* EXERCISE GOAL *
Each line of the listing below containing the word "PackageName" should be returned.

* EXTRACTED INFORMATION *

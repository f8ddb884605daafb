//! The `book` command: one-shot flags or an interactive wizard.
//!
//! Every value goes through [`BookingPage`], so the wizard and the one-shot
//! path build exactly the same request.

use anyhow::{Result, bail};
use chrono::{NaiveDate, NaiveTime};
use console::style;
use dialoguer::{Confirm, Input, MultiSelect, Select};

use carcare_core::api::BookingApi;
use carcare_core::draft::DraftField;
use carcare_core::page::booking::{BookingPage, SubmitOutcome};
use carcare_types::addon::{ADDONS, addons_total};
use carcare_types::booking::BookingDraft;
use carcare_types::service::find_service;

use super::{BookArgs, print_field, spinner};
use crate::state::AppState;

/// Create a booking via interactive wizard or one-shot flags.
///
/// # Examples
///
/// ```bash
/// # Interactive wizard
/// carcare book
///
/// # One-shot with flags
/// carcare book --name "Asha Rao" --phone 555-0101 --address "12 MG Road" \
///     --make Maruti --model Swift --service Wash \
///     --date 2026-10-20 --time 10:30 --addon pickup_drop --quote
/// ```
pub async fn book(state: &AppState, args: BookArgs, json: bool) -> Result<()> {
    let interactive = !has_required_flags(&args);

    if let Some(date) = &args.date {
        check_date(date).map_err(anyhow::Error::msg)?;
    }
    if let Some(time) = &args.time {
        check_time(time).map_err(anyhow::Error::msg)?;
    }

    let mut page = BookingPage::new(state.api.clone());
    let loading = spinner("Loading services...")?;
    page.load().await;
    loading.finish_and_clear();

    let fields = [
        (DraftField::CustomerName, args.name, "Your name"),
        (DraftField::Phone, args.phone, "Phone"),
        (DraftField::Address, args.address, "Service address"),
        (DraftField::VehicleMake, args.make, "Vehicle make"),
        (DraftField::VehicleModel, args.model, "Vehicle model"),
    ];
    for (field, value, prompt) in fields {
        let value = text_or_prompt(value, prompt)?;
        page.set_field(field, &value);
    }

    let service = match args.service {
        Some(service) => {
            if !page.services().is_empty() && find_service(page.services(), &service).is_none() {
                tracing::warn!(service = %service, "service is not in the catalog");
                if !json {
                    println!(
                        "  {} '{}' is not in the service catalog; booking it anyway.",
                        style("!").yellow().bold(),
                        service
                    );
                }
            }
            service
        }
        None => choose_service(&page, &state.config.backend_url)?,
    };
    page.select_service(&service);

    match args.package {
        Some(package) => {
            page.set_field(DraftField::PackageName, &package);
        }
        None if interactive => {
            if let Some(package) = choose_package(&page)? {
                page.set_field(DraftField::PackageName, &package);
            }
        }
        None => {}
    }

    for code in &args.addons {
        page.toggle_addon(code, true)?;
    }
    if interactive && args.addons.is_empty() {
        for code in choose_addons()? {
            page.toggle_addon(code, true)?;
        }
    }

    let date = match args.date {
        Some(date) => date,
        None => prompt_validated("Preferred date (YYYY-MM-DD)", check_date)?,
    };
    page.set_field(DraftField::PreferredDate, &date);

    let time = match args.time {
        Some(time) => time,
        None => prompt_validated("Preferred time (HH:MM)", check_time)?,
    };
    page.set_field(DraftField::PreferredTime, &time);

    let optional = [
        (DraftField::Latitude, args.lat, "Latitude (optional)"),
        (DraftField::Longitude, args.lng, "Longitude (optional)"),
        (DraftField::Notes, args.notes, "Notes (optional)"),
    ];
    for (field, value, prompt) in optional {
        let value = match value {
            Some(value) => value,
            None if interactive => prompt_optional(prompt)?,
            None => continue,
        };
        page.set_field(field, &value);
    }

    let want_quote = args.quote
        || (interactive
            && Confirm::new()
                .with_prompt("Get instant quote?")
                .default(true)
                .interact()?);
    if want_quote {
        let quoting = spinner("Calculating quote...")?;
        let result = page.request_quote().await;
        quoting.finish_and_clear();
        if let (Ok(quote), false) = (result, json) {
            println!();
            print_field("Estimated total", style(quote.display_total()).green().bold());
        }
    }

    if interactive {
        print_summary(page.draft());
        let submit = Confirm::new()
            .with_prompt("Submit booking?")
            .default(true)
            .interact()?;
        if !submit {
            println!("  Booking not submitted.");
            return Ok(());
        }
    }

    let submitting = spinner("Submitting booking...")?;
    let outcome = page.submit().await;
    submitting.finish_and_clear();

    let message = page.message().unwrap_or_default().to_string();
    match outcome {
        SubmitOutcome::Submitted { booking_id } => {
            if json {
                let body = serde_json::json!({
                    "submitted": true,
                    "booking_id": booking_id,
                    "message": message,
                });
                println!("{}", serde_json::to_string_pretty(&body)?);
                return Ok(());
            }

            println!();
            println!("  {} {}", style("✓").green().bold(), message);
            if let Some(id) = booking_id {
                print_field("ID", style(id).dim());
            }
            println!();
            Ok(())
        }
        SubmitOutcome::Failed => {
            if json {
                let body = serde_json::json!({ "submitted": false, "message": message });
                println!("{}", serde_json::to_string_pretty(&body)?);
            }
            bail!(message)
        }
        SubmitOutcome::Incomplete { missing } => {
            bail!("missing required fields: {}", missing.join(", "))
        }
    }
}

/// Whether the flags alone are enough to submit without prompting.
fn has_required_flags(args: &BookArgs) -> bool {
    [
        &args.name,
        &args.phone,
        &args.address,
        &args.make,
        &args.model,
        &args.service,
        &args.date,
        &args.time,
    ]
    .iter()
    .all(|value| value.as_deref().is_some_and(|v| !v.trim().is_empty()))
}

fn check_date(value: &str) -> Result<(), String> {
    NaiveDate::parse_from_str(value.trim(), "%Y-%m-%d")
        .map(|_| ())
        .map_err(|_| format!("'{value}' is not a date (expected YYYY-MM-DD)"))
}

fn check_time(value: &str) -> Result<(), String> {
    NaiveTime::parse_from_str(value.trim(), "%H:%M")
        .map(|_| ())
        .map_err(|_| format!("'{value}' is not a time (expected HH:MM)"))
}

/// The flag value when given and non-blank, otherwise a required prompt.
fn text_or_prompt(value: Option<String>, prompt: &str) -> Result<String> {
    if let Some(value) = value.filter(|v| !v.trim().is_empty()) {
        return Ok(value);
    }
    prompt_validated(prompt, |s| {
        if s.trim().is_empty() {
            Err("This field is required".to_string())
        } else {
            Ok(())
        }
    })
}

fn prompt_validated(prompt: &str, check: fn(&str) -> Result<(), String>) -> Result<String> {
    let value = Input::<String>::new()
        .with_prompt(prompt)
        .validate_with(|s: &String| check(s))
        .interact_text()?;
    Ok(value.trim().to_string())
}

fn prompt_optional(prompt: &str) -> Result<String> {
    let value = Input::<String>::new()
        .with_prompt(prompt)
        .allow_empty(true)
        .interact_text()?;
    Ok(value)
}

fn choose_service<A: BookingApi>(page: &BookingPage<A>, backend_url: &str) -> Result<String> {
    let services = page.services();
    if services.is_empty() {
        bail!(
            "could not load the service catalog from {backend_url}; pass --service to book anyway"
        );
    }

    let items: Vec<String> = services
        .iter()
        .map(|s| format!("{}  {}  {}", s.name, s.display_price(), s.display_duration()))
        .collect();
    let index = Select::new()
        .with_prompt("Service")
        .items(&items)
        .default(0)
        .interact()?;

    Ok(services[index].name.clone())
}

/// Offer the selected service's packages; `None` when there are none or
/// the customer picks the base service.
fn choose_package<A: BookingApi>(page: &BookingPage<A>) -> Result<Option<String>> {
    let packages = page.packages();
    if packages.is_empty() {
        return Ok(None);
    }

    let mut items = vec!["No package".to_string()];
    items.extend(packages.iter().map(|p| p.name.clone()));
    let index = Select::new()
        .with_prompt("Package")
        .items(&items)
        .default(0)
        .interact()?;

    Ok((index > 0).then(|| packages[index - 1].name.clone()))
}

fn choose_addons() -> Result<Vec<&'static str>> {
    let items: Vec<String> = ADDONS.iter().map(|a| a.display()).collect();
    let chosen = MultiSelect::new()
        .with_prompt("Add-ons (space to toggle, enter to confirm)")
        .items(&items)
        .interact()?;
    Ok(chosen.into_iter().map(|i| ADDONS[i].code).collect())
}

fn print_summary(draft: &BookingDraft) {
    println!();
    println!("  {}", style("Booking summary").bold().underlined());
    print_field("Customer", format!("{} ({})", draft.customer_name, draft.phone));
    print_field("Address", &draft.address);
    print_field(
        "Vehicle",
        format!("{} {}", draft.vehicle_make, draft.vehicle_model),
    );
    print_field("Service", style(&draft.service_name).cyan());
    if let Some(package) = &draft.package_name {
        print_field("Package", package);
    }
    if !draft.selected_addons.is_empty() {
        print_field(
            "Add-ons",
            format!(
                "{} (+${})",
                draft.selected_addons.join(", "),
                addons_total(&draft.selected_addons)
            ),
        );
    }
    print_field(
        "When",
        format!("{} {}", draft.preferred_date, draft.preferred_time),
    );
    if !draft.notes.trim().is_empty() {
        print_field("Notes", &draft.notes);
    }
    println!();
}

* OUTPUT FOR THIS EXERCISE *
            page.set_field(DraftField::PackageName, &package);
                page.set_field(DraftField::PackageName, &package);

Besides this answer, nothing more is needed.